But just now Lionel Hezekiah was under a blight; he had been caught
red-handed in guilt, and was feeling much ashamed of himself. He hung
his head and squirmed his toes under the mournful reproach in Salome’s
eyes. When Salome looked at him like that, Lionel Hezekiah always felt
that he was paying more for his fun than it was worth.
“What do you suppose I caught him doing this time?” demanded Judith.
“I--I don’t know,” faltered Salome.
“Firing--at--a--mark--on--the--henhouse--door--with--new-laid--eggs,”
said Judith with measured distinctness. “He has broken every egg that
was laid to-day except three. And as for the state of that henhouse
door--”
Judith paused, with an indignant gesture meant to convey that the state
of the henhouse door must be left to Salome’s imagination, since the
English language was not capable of depicting it.
“O Lionel Hezekiah, why will you do such things?” said Salome miserably.

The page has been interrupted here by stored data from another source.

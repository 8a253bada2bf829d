//! Spreadsheet input (xlsx, xlsm, xls, ods) through calamine.

use crate::errors::{AppError, AppResult};
use crate::loader::raw_table::{RawCell, RawTable};
use crate::loader::timestamp::{Stamp, excel_serial_to_stamp};
use calamine::{Data, Reader, open_workbook_auto};
use std::path::Path;

/// Reads one worksheet: `sheet` by name (case-insensitive) or the first one.
pub fn read_workbook(path: &Path, sheet: Option<&str>) -> AppResult<RawTable> {
    let mut workbook = open_workbook_auto(path)?;
    let names = workbook.sheet_names();

    let selected = match sheet {
        Some(wanted) => names
            .iter()
            .find(|n| n.eq_ignore_ascii_case(wanted))
            .cloned()
            .ok_or_else(|| AppError::SheetNotFound(wanted.to_string()))?,
        None => names
            .first()
            .cloned()
            .ok_or_else(|| AppError::SheetNotFound("(workbook has no sheets)".into()))?,
    };

    let range = workbook.worksheet_range(&selected)?;
    let header_row = range.start().map(|(r, _)| r as usize + 1).unwrap_or(1);

    let mut rows = range.rows();
    let headers: Vec<String> = match rows.next() {
        Some(first) => first.iter().map(|c| to_raw(c).to_string()).collect(),
        None => Vec::new(),
    };

    let rows = rows.map(|r| r.iter().map(to_raw).collect()).collect();

    Ok(RawTable {
        headers,
        rows,
        header_row,
    })
}

fn to_raw(cell: &Data) -> RawCell {
    match cell {
        Data::Empty => RawCell::Empty,
        Data::String(s) => RawCell::text(s),
        Data::Float(f) => RawCell::Number(*f),
        Data::Int(i) => RawCell::Number(*i as f64),
        // Time-only and out-of-range date cells stay numeric for the parser
        Data::DateTime(dt) => match excel_serial_to_stamp(dt.as_f64()) {
            Some(Stamp::DateTime(d)) => RawCell::DateTime(d),
            _ => RawCell::Number(dt.as_f64()),
        },
        Data::DateTimeIso(s) => RawCell::text(s),
        other => RawCell::text(&other.to_string()),
    }
}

“I--didn’t know it was wrong,” said Lionel Hezekiah, bursting into
prompt tears. “I--I thought it would be bully fun. Seems’s if everything
what’s fun ‘s wrong.”
Salome’s heart was not proof against tears, as Lionel Hezekiah very well
knew. She put her arm about the sobbing culprit, and drew him to her
side.
“He didn’t know it was wrong,” she said defiantly to Judith.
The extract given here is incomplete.